The Setting Every Community Up for Retirement Enhancement Act of 2019 a/k/a the “SECURE Act” made sweeping changes to expand retirement savings options.1 That’s the good news.

The bad news is that it also completely gutted the concept of the ‘stretch IRA’ for beneficiaries of IRAs and similar retirement plans.

Under the pre-SECURE Act tax rules, a beneficiary would be able to ‘stretch’ the required minimum distributions (RMDs) from an inherited retirement plan over his or her lifetime.2 For most beneficiaries, this means that an inherited IRA would be available as a tax deferred investment vehicle for the beneficiary’s lifetime.

Effective January 1, 2020, the SECURE Act provides that there are only 5 classes of ‘eligible designated beneficiaries’ who can in some way stretch an IRA:

  • Surviving spouses;
  • Minor children of the owner, up to the age of majority – but not grandchildren;
  • Disabled individuals – as defined under fairly strict IRA rules;
  • Chronically ill individuals;
  • Individuals not more than 10 years younger than the IRA owner (e.g., siblings that may be around the same age as the account owner).

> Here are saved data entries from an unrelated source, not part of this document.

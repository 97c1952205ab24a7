//! Upper-triangular cell/face addressing.
//!
//! [`CellFaceGraph`] is the connectivity of one mesh level: for every
//! internal face the owner (`lower`) and neighbour (`upper`) cell, with
//! `lower < upper` and faces sorted by `(lower, upper)`. The same arrays are
//! the sparsity pattern of the strictly upper triangle of the cell matrix.
//!
//! Construction is either
//! 1. bare ([`CellFaceGraph::new`], [`CellFaceGraph::from_host`]): input may
//!    be unsorted and is normalised; interfaces are attached once later with
//!    [`CellFaceGraph::add_interfaces`], or
//! 2. full ([`CellFaceGraph::with_interfaces`]): input must already be in
//!    upper-triangular order, interfaces are attached immediately.
//!
//! When normalisation reorders faces, the permutation is kept
//! ([`CellFaceGraph::face_permutation`]); owners of other face-indexed data
//! must apply it themselves ([`CellFaceGraph::permute_face_values`]).

use super::cell_faces::CellFaces;
use super::interface::{InterfaceList, PatchInterface};
use super::options::{AddressingOptions, ReorderPolicy};
use super::ordering::{
    check_cell_bounds, check_duplicate_faces, check_sorted, check_upper_triangular,
    first_unsorted_face, permute_in_place, upper_tri_order,
};
use super::schedule::PatchSchedule;
use super::{CommId, Label};
use crate::data::{DeviceBuffer, DualBuffer};
use crate::debug_invariants::DebugInvariants;
use crate::mesh_error::MeshError;

/// Connectivity of one mesh level.
#[derive(Debug)]
pub struct CellFaceGraph {
    level: usize,
    n_cells: usize,
    lower: DualBuffer<Label>,
    upper: DualBuffer<Label>,
    /// `None` until interfaces are attached.
    interfaces: Option<InterfaceList>,
    /// First boundary face of each patch (absent patches get the running
    /// offset with zero faces).
    patch_starts: Vec<usize>,
    schedule: PatchSchedule,
    comm: CommId,
    cell_faces: CellFaces,
    face_permutation: Option<Vec<usize>>,
}

impl CellFaceGraph {
    /// Bare construction, reusing `lower`/`upper` storage in place.
    pub fn new(
        level: usize,
        n_cells: usize,
        mut lower: DeviceBuffer<Label>,
        mut upper: DeviceBuffer<Label>,
        comm: CommId,
        opts: &AddressingOptions,
    ) -> Result<Self, MeshError> {
        Self::check_input(n_cells, &lower, &upper, opts)?;

        let face_permutation =
            match first_unsorted_face(lower.device_slice(), upper.device_slice()) {
                None => None,
                Some(_) if opts.reorder == ReorderPolicy::Reject => {
                    check_sorted(lower.device_slice(), upper.device_slice())?;
                    None
                }
                Some(face) => {
                    let order = upper_tri_order(lower.device_slice(), upper.device_slice());
                    permute_in_place(lower.device_slice_mut(), &order);
                    permute_in_place(upper.device_slice_mut(), &order);
                    log::debug!(
                        "level {level}: reordered {} faces to upper-triangular order (first unsorted face {face})",
                        order.len()
                    );
                    Some(order)
                }
            };

        let (l, u) = (lower.device_slice(), upper.device_slice());
        check_upper_triangular(l, u)?;
        check_duplicate_faces(l, u, opts.duplicate_faces)?;
        let cell_faces = CellFaces::build(n_cells, l, u, std::iter::empty::<&[Label]>())?;

        let graph = Self {
            level,
            n_cells,
            lower: DualBuffer::new(lower),
            upper: DualBuffer::new(upper),
            interfaces: None,
            patch_starts: Vec::new(),
            schedule: PatchSchedule::default(),
            comm,
            cell_faces,
            face_permutation,
        };
        graph.debug_assert_invariants();
        Ok(graph)
    }

    /// Bare construction, copying host addressing.
    pub fn from_host(
        level: usize,
        n_cells: usize,
        lower: &[Label],
        upper: &[Label],
        comm: CommId,
        opts: &AddressingOptions,
    ) -> Result<Self, MeshError> {
        Self::new(
            level,
            n_cells,
            DeviceBuffer::from_host(lower)?,
            DeviceBuffer::from_host(upper)?,
            comm,
            opts,
        )
    }

    /// Full construction from addressing that is already upper-triangular.
    #[allow(clippy::too_many_arguments)]
    pub fn with_interfaces(
        level: usize,
        n_cells: usize,
        lower: DeviceBuffer<Label>,
        upper: DeviceBuffer<Label>,
        interfaces: InterfaceList,
        schedule: PatchSchedule,
        comm: CommId,
        opts: &AddressingOptions,
    ) -> Result<Self, MeshError> {
        check_sorted(lower.device_slice(), upper.device_slice())?;
        let mut graph = Self::new(level, n_cells, lower, upper, comm, opts)?;
        graph.attach(interfaces, schedule)?;
        Ok(graph)
    }

    fn check_input(
        n_cells: usize,
        lower: &DeviceBuffer<Label>,
        upper: &DeviceBuffer<Label>,
        opts: &AddressingOptions,
    ) -> Result<(), MeshError> {
        if lower.len() != upper.len() {
            return Err(MeshError::AddressingLengthMismatch {
                lower: lower.len(),
                upper: upper.len(),
            });
        }
        if opts.check_cell_bounds {
            check_cell_bounds(n_cells, lower.device_slice(), upper.device_slice())?;
        }
        Ok(())
    }

    /// Attach patch interfaces and their evaluation schedule.
    ///
    /// Allowed exactly once per graph; a second call, or a call on a graph
    /// built with [`with_interfaces`](Self::with_interfaces), fails with
    /// [`MeshError::InterfacesAlreadyAttached`].
    pub fn add_interfaces(
        &mut self,
        interfaces: InterfaceList,
        schedule: PatchSchedule,
    ) -> Result<(), MeshError> {
        self.attach(interfaces, schedule)
    }

    fn attach(&mut self, interfaces: InterfaceList, schedule: PatchSchedule) -> Result<(), MeshError> {
        if self.interfaces.is_some() {
            return Err(MeshError::InterfacesAlreadyAttached { level: self.level });
        }
        schedule.validate(&interfaces)?;

        let n_internal = self.n_internal_faces();
        let mut patch_starts = Vec::with_capacity(interfaces.len());
        let mut next = n_internal;
        for iface in &interfaces {
            patch_starts.push(next);
            next += iface.as_ref().map_or(0, PatchInterface::size);
        }

        let boundary = interfaces
            .iter()
            .flatten()
            .map(|p| p.face_cells().device_slice());
        self.cell_faces = CellFaces::build(
            self.n_cells,
            self.lower.device().device_slice(),
            self.upper.device().device_slice(),
            boundary,
        )?;

        log::debug!(
            "level {}: attached {} interfaces ({} available, {} boundary faces)",
            self.level,
            interfaces.len(),
            interfaces.iter().flatten().count(),
            next - n_internal
        );
        self.interfaces = Some(interfaces);
        self.patch_starts = patch_starts;
        self.schedule = schedule;
        self.debug_assert_invariants();
        Ok(())
    }

    // --- access ---------------------------------------------------------------

    #[inline]
    pub fn level(&self) -> usize {
        self.level
    }

    #[inline]
    pub fn comm(&self) -> CommId {
        self.comm
    }

    #[inline]
    pub fn n_cells(&self) -> usize {
        self.n_cells
    }

    #[inline]
    pub fn n_internal_faces(&self) -> usize {
        self.lower.len()
    }

    /// Internal faces plus the faces of every available patch.
    pub fn n_faces(&self) -> usize {
        self.n_internal_faces()
            + self
                .interfaces()
                .iter()
                .flatten()
                .map(PatchInterface::size)
                .sum::<usize>()
    }

    /// Lower (owner) addressing, device-resident.
    #[inline]
    pub fn lower_addr(&self) -> &DeviceBuffer<Label> {
        self.lower.device()
    }

    /// Upper (neighbour) addressing, device-resident.
    #[inline]
    pub fn upper_addr(&self) -> &DeviceBuffer<Label> {
        self.upper.device()
    }

    /// Lower addressing, host mirror.
    #[inline]
    pub fn lower_addr_host(&self) -> &[Label] {
        self.lower.host()
    }

    /// Upper addressing, host mirror.
    #[inline]
    pub fn upper_addr_host(&self) -> &[Label] {
        self.upper.host()
    }

    /// Whether interfaces have been attached.
    #[inline]
    pub fn has_interfaces(&self) -> bool {
        self.interfaces.is_some()
    }

    /// Attached interfaces (empty before attachment).
    pub fn interfaces(&self) -> &[Option<PatchInterface>] {
        self.interfaces.as_deref().unwrap_or(&[])
    }

    #[inline]
    pub fn n_patches(&self) -> usize {
        self.interfaces().len()
    }

    /// Whether patch `i` has a local interface.
    pub fn patch_available(&self, i: usize) -> bool {
        matches!(self.interfaces().get(i), Some(Some(_)))
    }

    /// Interface of patch `i`.
    pub fn interface(&self, i: usize) -> Result<&PatchInterface, MeshError> {
        match self.interfaces().get(i) {
            Some(Some(iface)) => Ok(iface),
            Some(None) => Err(MeshError::PatchUnavailable(i)),
            None => Err(MeshError::PatchOutOfRange {
                patch: i,
                n_patches: self.n_patches(),
            }),
        }
    }

    /// Face-cell list of patch `i`, device-resident.
    pub fn patch_addr(&self, i: usize) -> Result<&DeviceBuffer<Label>, MeshError> {
        self.interface(i).map(PatchInterface::face_cells)
    }

    /// Face-cell list of patch `i`, host mirror.
    pub fn patch_addr_host(&self, i: usize) -> Result<&[Label], MeshError> {
        self.interface(i).map(PatchInterface::face_cells_host)
    }

    /// Global index of the first boundary face of patch `i`.
    pub fn patch_start(&self, i: usize) -> Result<usize, MeshError> {
        self.patch_starts
            .get(i)
            .copied()
            .ok_or(MeshError::PatchOutOfRange {
                patch: i,
                n_patches: self.n_patches(),
            })
    }

    #[inline]
    pub fn patch_schedule(&self) -> &PatchSchedule {
        &self.schedule
    }

    /// Cell → face incidence index.
    #[inline]
    pub fn cell_faces(&self) -> &CellFaces {
        &self.cell_faces
    }

    /// `order[new_face] = old_face` if construction reordered the faces.
    pub fn face_permutation(&self) -> Option<&[usize]> {
        self.face_permutation.as_deref()
    }

    /// Apply the construction-time face permutation to the internal-face part
    /// of a face-indexed array. A no-op when no reordering took place.
    pub fn permute_face_values<T: Copy>(&self, values: &mut [T]) -> Result<(), MeshError> {
        let n = self.n_internal_faces();
        if values.len() < n {
            return Err(MeshError::FaceFieldLength {
                expected: n,
                found: values.len(),
            });
        }
        if let Some(order) = &self.face_permutation {
            permute_in_place(values, order);
        }
        Ok(())
    }
}

impl DebugInvariants for CellFaceGraph {
    fn validate_invariants(&self) -> Result<(), MeshError> {
        let (l, u) = (self.lower.device().device_slice(), self.upper.device().device_slice());
        check_upper_triangular(l, u)?;
        check_sorted(l, u)?;
        let expected = 2 * self.n_internal_faces() + (self.n_faces() - self.n_internal_faces());
        if self.cell_faces.n_incidences() != expected || self.cell_faces.n_cells() != self.n_cells {
            return Err(MeshError::IncidenceMismatch {
                expected,
                found: self.cell_faces.n_incidences(),
                n_cells: self.n_cells,
                found_cells: self.cell_faces.n_cells(),
            });
        }
        Ok(())
    }
}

Eligible designated beneficiaries may ‘stretch’ RMDs over their lifetime (minor children may stretch RMDs only until they reach majority).

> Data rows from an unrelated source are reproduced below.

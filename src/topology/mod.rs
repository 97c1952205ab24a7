//! Topology module: cell/face addressing, patch interfaces and schedules.

pub mod addressing;
pub mod cell_faces;
pub mod interface;
pub mod options;
pub mod ordering;
pub mod schedule;

/// Cell or face index as stored in device memory.
pub type Label = i32;

/// Floating-point field value.
pub type Scalar = f64;

/// Opaque handle of the process group a graph belongs to. Informational:
/// halo exchange uses whichever communicator the caller passes.
#[derive(Copy, Clone, Debug, PartialEq, Eq, Hash, serde::Serialize, serde::Deserialize)]
pub struct CommId(pub usize);

impl CommId {
    /// The group of all processes.
    pub const WORLD: CommId = CommId(0);
}

pub use addressing::CellFaceGraph;
pub use cell_faces::{CellFaces, CellRange};
pub use interface::{InterfaceKind, InterfaceList, PatchInterface};
pub use options::{AddressingOptions, DuplicateFaceHandling, ReorderPolicy};
pub use schedule::{
    CommsDirection, PatchSchedule, ScheduleEntry, build_blocking_schedule,
    build_non_blocking_schedule,
};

All other beneficiaries of inherited IRAs (including children after they reach the age of majority) are no longer subject to RMDs. Instead, they must draw down the account, i.e., fully withdraw the account and pay ordinary income taxes on it, over a 10 year period.

The SECURE Act greatly accelerates the withdrawals and taxation of inherited IRAs. It is estimated that the new rules will generate about $15.7 billion in taxes over the next 10 years.3

The SECURE Act impacts every retirement account owner, and we believe creates several retirement and estate planning concerns:

  • Retirement cash flow and tax planning – Depending on your tax bracket and your beneficiaries’ tax brackets, does it make sense to take only RMDs from an IRA with the goal of passing the IRA to your children (a common approach under the old rules)? With this approach, your kids will have to draw down the entire account and pay taxes within 10 years of inheriting under the SECURE Act. As an alternative, should you use the IRA for living expenses, pay the taxes, and look to pass personal accounts with a step up in basis or other assets to your children? In our opinion, the answer requires multi-generational planning and consideration of a number of variables, including tax brackets.
  • Retirement & estate planning – Should you consider a ROTH conversion when you are in a lower tax bracket and then utilize the ROTH as an estate planning vehicle? Under the SECURE Act, a child inheriting a ROTH IRA will still be required to withdraw the entire account over a 10 year period, but the distributions will be tax free. We believe this may be an alternative where a parent has a relatively large IRA, is in a low tax bracket at retirement and forecasts that their children will be in higher tax brackets.
  • Estate planning – Have you named a trust as the beneficiary of your IRA? If so, we suggest that you revisit the language in the trust and your overall plan with your estate planning attorney. Under the SECURE Act’s new rules, a trust as beneficiary of an IRA would not have RMDs. This may limit distributions under your trust language. Within 10 years, the balance of the account would be paid into the trust (at higher trust tax brackets if the proceeds stay in trust under its provisions) or distributed to beneficiaries (at the beneficiaries’ tax brackets if it is a conduit trust). These are significant problems – our experience is that most people design trusts for regular income, do not want to pay higher taxes in their trusts and intend to protect assets in trust for longer than a 10 year period. The SECURE Act may go against all three of these goals depending on how your trust is written.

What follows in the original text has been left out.